LEGISLATIVE ALERT: Senate should pass HB1113 to audit sex offender program

This is the most important week of the Legislative term, and we are losing more than we are winning.  Here are three crucial bills at stake with lawmakers. Below you will find CCJR testimony on them. Act now. Write or call your lawmaker. Come to the two public hearings. Fight for a superb bill the Senate votes for or against on Thursday. We are almost out of time.

Tuesday March 29, 2016

  • Senate JUDICIARY, Room 100, SH Sen. Carson (C), Sen. Cataldo (VC), Sen. Daniels, Sen. Lasky, Sen. Pierce
  • 9:00 a.m. HB 1426-FN, relative to earned time credits for prisoners participating in educational programming.

Thursday, March 31

  • CRIMINAL JUSTICE AND PUBLIC SAFETY, Room 204, LOB
  • 1:00 p.m. SB 468-FN, relative to changes to the sex offender registry.
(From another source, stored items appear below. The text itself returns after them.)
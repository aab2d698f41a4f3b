//! Per-army magical shields.
//!
//! Shields are rebuilt from scratch at the start of every round from the
//! specials of the army's living soldiers. An incoming shieldable attack
//! must beat the strongest matching shield before any target is chosen.

use serde::{Deserialize, Serialize};
use warhost_rules::{AttackType, ShieldCoverage};

/// One raised shield.
#[derive(Debug, Clone, Copy, PartialEq, Eq, Serialize, Deserialize)]
pub struct Shield {
    /// Attack types blocked.
    pub coverage: ShieldCoverage,
    /// Skill an attack must beat.
    pub level: i32,
}

/// The shields an army has up this round, in the order they were raised.
#[derive(Debug, Clone, Default, PartialEq, Eq, Serialize, Deserialize)]
pub struct ShieldList {
    shields: Vec<Shield>,
}

impl ShieldList {
    /// Creates an empty list.
    #[must_use]
    pub fn new() -> Self {
        Self::default()
    }

    /// Drops every shield.
    pub fn clear(&mut self) {
        self.shields.clear();
    }

    /// Raises a shield.
    pub fn add(&mut self, coverage: ShieldCoverage, level: i32) {
        self.shields.push(Shield { coverage, level });
    }

    /// Position and level of the strongest shield against `attack_type`.
    ///
    /// Ties go to the shield raised first.
    #[must_use]
    pub fn highest(&self, attack_type: AttackType) -> Option<(usize, i32)> {
        let mut best: Option<(usize, i32)> = None;
        for (i, s) in self.shields.iter().enumerate() {
            if s.coverage.covers(attack_type) && best.map_or(true, |(_, l)| s.level > l) {
                best = Some((i, s.level));
            }
        }
        best
    }

    /// Tears down the shield at `index`.
    pub fn remove(&mut self, index: usize) {
        if index < self.shields.len() {
            self.shields.remove(index);
        }
    }

    /// Number of shields up.
    #[must_use]
    pub fn len(&self) -> usize {
        self.shields.len()
    }

    /// True when no shield is up.
    #[must_use]
    pub fn is_empty(&self) -> bool {
        self.shields.is_empty()
    }
}
use serde::{Deserialize, Serialize};
use warhost_rules::{ObjectTypeId, Ruleset};

use super::ObjectId;

/// A building or ship standing in a region.
#[derive(Debug, Clone, PartialEq, Eq, Serialize, Deserialize)]
pub struct Object {
    /// Game number.
    pub id: ObjectId,
    /// Display name.
    pub name: String,
    /// Object type; `None` for open ground.
    pub kind: Option<ObjectTypeId>,
    /// Men the object can still protect in the current battle.
    pub capacity: u32,
    /// Runes of warding level; raises energy and spirit defense.
    #[serde(default)]
    pub runes: i32,
}

impl Object {
    /// Creates an object with its full protection capacity.
    #[must_use]
    pub fn new(id: ObjectId, name: &str, kind: Option<ObjectTypeId>, rules: &Ruleset) -> Self {
        let capacity = kind.map_or(0, |k| rules.object(k).protect);
        Self {
            id,
            name: name.to_string(),
            kind,
            capacity,
            runes: 0,
        }
    }
}
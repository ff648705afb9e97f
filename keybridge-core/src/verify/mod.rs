//! WebAuthn verification primitives
//!
//! Everything the ceremonies need to take apart and check an authenticator
//! response:
//!
//! - `client_data`: collectedClientData JSON validation
//! - `authenticator_data`: raw authenticator-data byte parsing
//! - `attestation`: CBOR attestation object parsing and statement checks
//! - `cose`: COSE_Key credential public keys
//! - `signature`: the pluggable signature-verification seam

mod attestation;
mod authenticator_data;
mod client_data;
mod cose;
mod signature;

pub use attestation::{AttestationError, AttestationObject};
pub use authenticator_data::{AttestedCredentialData, AuthDataError, AuthenticatorData};
pub use client_data::{
    verify_client_data, ClientDataError, CLIENT_DATA_TYPE_CREATE, CLIENT_DATA_TYPE_GET,
};
pub use cose::{CoseAlgorithm, CoseError, CosePublicKey, ALG_ES256, ALG_RS256};
pub use signature::{PlatformVerifier, SignatureError, SignatureVerifier};

use base64::{engine::general_purpose::URL_SAFE_NO_PAD, Engine};

/// Decode an unpadded base64url field from a ceremony response.
pub(crate) fn decode_b64url(value: &str) -> Option<Vec<u8>> {
    URL_SAFE_NO_PAD.decode(value).ok()
}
Thursday March 31 senate calendar

  • EXECUTIVE DEPARTMENTS AND ADMINISTRATION HB 1113, requiring a performance audit of the sex offender treatment program in the department of corrections. Inexpedient to Legislate, Vote 4-0. Senator Reagan for the committee

Monday, April 18, 2016

  • INTERBRANCH CRIMINAL AND JUVENILE JUSTICE COUNCIL (RSA 651-E), Room 204, LOB 1:30 p.m. Regular meeting.

Senate should pass HB1113 to audit sex offender program

Senate Committee voted 4-0 on Mar. 23 to kill HB 1113, which calls for an in-depth performance audit of the sex offender treatment program in the men’s prisons. We wrote this bill. The Department of Corrections testified for it, but it has fought the audit behind the scenes every step of the way for more than a year. We are quite sure they worked with key senators in private to kill this bill. Please ask your senator to vote for HB 1113 this Thursday, Mar. 31, on the Senate floor. It will take a lot of calls and emails. Here’s why we have to win.

The sex offender treatment program has been understaffed for years. It flunked an independent quality assurance audit in 2012. It would flunk this one. Well over a hundred men were on track this summer to pass their minimum sentences without starting this program. No sex offender can make parole without finishing it. The men in limbo were costing taxpayers $3.5 million a year, based on the average cost of $35,000.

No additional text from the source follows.